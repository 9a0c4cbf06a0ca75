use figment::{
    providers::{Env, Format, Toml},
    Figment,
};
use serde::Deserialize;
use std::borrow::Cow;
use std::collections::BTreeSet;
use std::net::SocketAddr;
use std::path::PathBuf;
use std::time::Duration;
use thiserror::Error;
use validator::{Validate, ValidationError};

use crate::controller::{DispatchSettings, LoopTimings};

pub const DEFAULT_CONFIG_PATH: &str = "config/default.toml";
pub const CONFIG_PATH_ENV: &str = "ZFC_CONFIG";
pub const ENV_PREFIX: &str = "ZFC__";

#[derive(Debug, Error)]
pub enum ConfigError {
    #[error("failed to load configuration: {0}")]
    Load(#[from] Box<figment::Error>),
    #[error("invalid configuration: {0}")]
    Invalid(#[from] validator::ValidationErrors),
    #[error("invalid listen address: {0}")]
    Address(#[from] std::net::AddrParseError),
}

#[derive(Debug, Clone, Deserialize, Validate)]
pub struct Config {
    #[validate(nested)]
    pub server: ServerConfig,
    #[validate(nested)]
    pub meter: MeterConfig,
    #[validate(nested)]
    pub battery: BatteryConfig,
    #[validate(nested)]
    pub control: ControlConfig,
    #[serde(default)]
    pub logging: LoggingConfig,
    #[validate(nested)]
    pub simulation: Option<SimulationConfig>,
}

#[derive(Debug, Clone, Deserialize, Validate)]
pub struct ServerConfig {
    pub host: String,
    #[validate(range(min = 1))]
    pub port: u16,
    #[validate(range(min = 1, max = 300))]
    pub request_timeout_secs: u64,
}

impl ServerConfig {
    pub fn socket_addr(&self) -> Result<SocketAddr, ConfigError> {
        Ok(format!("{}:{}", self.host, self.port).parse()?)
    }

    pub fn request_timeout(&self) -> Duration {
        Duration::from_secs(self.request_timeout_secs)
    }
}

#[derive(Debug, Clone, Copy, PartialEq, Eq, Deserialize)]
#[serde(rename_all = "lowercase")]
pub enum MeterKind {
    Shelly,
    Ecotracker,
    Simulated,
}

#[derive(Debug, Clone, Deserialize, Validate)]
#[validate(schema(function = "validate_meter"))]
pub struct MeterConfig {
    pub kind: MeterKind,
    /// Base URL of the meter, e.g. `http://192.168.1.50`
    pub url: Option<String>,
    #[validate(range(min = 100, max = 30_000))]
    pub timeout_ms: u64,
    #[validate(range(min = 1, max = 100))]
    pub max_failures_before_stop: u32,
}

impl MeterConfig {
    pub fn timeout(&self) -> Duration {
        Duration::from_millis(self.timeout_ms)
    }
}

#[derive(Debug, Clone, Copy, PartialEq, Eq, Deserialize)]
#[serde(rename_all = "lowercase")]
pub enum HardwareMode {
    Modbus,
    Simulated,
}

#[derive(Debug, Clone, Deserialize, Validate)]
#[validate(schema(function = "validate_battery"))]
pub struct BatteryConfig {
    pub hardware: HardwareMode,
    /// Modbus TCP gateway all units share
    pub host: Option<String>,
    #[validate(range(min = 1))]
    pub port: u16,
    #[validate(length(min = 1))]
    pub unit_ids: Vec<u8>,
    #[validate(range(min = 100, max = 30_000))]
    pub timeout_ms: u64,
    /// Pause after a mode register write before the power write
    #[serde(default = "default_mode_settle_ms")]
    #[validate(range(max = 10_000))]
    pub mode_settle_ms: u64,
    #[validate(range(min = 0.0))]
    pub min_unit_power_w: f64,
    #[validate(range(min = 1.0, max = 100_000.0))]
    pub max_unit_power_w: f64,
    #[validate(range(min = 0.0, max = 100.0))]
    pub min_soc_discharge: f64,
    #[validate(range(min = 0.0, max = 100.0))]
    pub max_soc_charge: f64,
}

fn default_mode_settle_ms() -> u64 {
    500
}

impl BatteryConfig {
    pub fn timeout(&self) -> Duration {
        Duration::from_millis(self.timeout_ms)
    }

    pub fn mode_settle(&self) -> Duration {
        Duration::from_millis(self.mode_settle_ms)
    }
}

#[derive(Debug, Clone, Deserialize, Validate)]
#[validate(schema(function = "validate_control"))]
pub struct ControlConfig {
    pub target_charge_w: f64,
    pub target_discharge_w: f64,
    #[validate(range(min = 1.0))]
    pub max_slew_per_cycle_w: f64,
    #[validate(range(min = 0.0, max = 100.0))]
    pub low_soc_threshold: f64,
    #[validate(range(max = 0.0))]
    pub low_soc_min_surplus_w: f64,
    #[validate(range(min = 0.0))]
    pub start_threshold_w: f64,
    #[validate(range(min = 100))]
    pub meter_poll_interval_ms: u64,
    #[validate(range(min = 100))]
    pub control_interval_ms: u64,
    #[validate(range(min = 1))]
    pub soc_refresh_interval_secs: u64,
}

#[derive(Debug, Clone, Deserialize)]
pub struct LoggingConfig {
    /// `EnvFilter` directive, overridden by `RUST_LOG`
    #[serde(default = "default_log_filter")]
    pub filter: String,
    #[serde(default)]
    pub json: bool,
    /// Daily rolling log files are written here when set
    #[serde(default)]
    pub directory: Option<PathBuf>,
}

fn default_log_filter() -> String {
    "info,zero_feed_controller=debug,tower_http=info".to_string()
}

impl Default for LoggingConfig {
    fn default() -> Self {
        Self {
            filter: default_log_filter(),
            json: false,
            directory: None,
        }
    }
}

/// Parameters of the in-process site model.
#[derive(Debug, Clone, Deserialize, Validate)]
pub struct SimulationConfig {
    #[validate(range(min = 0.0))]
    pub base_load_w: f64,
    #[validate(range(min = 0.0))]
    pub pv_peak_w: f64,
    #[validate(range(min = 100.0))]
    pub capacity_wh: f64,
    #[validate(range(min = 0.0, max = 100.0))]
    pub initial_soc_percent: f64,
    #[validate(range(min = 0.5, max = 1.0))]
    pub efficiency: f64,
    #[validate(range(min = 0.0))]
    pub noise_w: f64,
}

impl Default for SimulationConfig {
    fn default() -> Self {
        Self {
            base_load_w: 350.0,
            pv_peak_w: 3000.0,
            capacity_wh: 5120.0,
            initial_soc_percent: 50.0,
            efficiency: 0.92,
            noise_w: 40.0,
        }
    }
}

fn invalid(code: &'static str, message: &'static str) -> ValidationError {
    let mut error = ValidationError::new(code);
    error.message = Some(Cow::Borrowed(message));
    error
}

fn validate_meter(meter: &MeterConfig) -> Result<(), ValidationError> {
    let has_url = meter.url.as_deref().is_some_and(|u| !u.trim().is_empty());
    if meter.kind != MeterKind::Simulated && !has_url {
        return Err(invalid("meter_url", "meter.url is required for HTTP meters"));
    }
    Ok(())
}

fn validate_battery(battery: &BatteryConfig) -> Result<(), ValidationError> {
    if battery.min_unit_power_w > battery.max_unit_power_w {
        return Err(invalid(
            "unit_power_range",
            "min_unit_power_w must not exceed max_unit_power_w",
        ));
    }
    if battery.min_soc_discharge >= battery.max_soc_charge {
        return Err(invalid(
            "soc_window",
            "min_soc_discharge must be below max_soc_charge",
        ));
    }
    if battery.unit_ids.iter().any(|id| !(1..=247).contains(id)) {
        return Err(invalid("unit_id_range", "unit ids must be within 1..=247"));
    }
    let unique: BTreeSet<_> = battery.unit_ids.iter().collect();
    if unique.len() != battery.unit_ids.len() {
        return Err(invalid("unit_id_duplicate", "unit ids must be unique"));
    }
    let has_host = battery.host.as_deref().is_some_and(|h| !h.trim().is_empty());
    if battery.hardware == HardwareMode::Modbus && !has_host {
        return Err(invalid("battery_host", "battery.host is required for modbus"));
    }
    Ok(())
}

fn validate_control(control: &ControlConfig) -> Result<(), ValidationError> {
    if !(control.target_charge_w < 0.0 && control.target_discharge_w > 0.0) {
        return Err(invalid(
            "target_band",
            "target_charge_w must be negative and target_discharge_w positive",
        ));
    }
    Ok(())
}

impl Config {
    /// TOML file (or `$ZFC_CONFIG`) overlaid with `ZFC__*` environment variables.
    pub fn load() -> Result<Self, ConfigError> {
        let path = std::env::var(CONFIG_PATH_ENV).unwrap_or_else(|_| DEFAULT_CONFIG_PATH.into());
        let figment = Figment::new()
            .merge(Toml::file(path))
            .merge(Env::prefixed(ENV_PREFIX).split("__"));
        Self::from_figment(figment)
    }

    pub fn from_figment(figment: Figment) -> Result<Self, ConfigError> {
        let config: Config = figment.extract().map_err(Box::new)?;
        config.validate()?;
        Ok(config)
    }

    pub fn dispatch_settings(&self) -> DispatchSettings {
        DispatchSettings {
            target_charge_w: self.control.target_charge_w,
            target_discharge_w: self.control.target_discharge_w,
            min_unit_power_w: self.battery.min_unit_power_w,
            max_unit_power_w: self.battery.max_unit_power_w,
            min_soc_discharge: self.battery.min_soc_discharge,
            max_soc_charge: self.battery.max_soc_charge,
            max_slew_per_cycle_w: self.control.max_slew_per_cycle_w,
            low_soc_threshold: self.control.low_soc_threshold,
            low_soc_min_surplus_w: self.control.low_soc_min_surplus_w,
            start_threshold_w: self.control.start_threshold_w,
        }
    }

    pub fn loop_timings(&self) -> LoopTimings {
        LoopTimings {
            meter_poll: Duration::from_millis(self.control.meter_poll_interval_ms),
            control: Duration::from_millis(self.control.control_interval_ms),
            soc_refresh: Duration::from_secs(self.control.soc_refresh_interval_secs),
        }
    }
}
● ● ● ●
EXERCISE INSTRUCTIONS
From the listing above, return every line that carries the string "PathBuf".

TASK ANSWER
use std::path::PathBuf;
    pub directory: Option<PathBuf>,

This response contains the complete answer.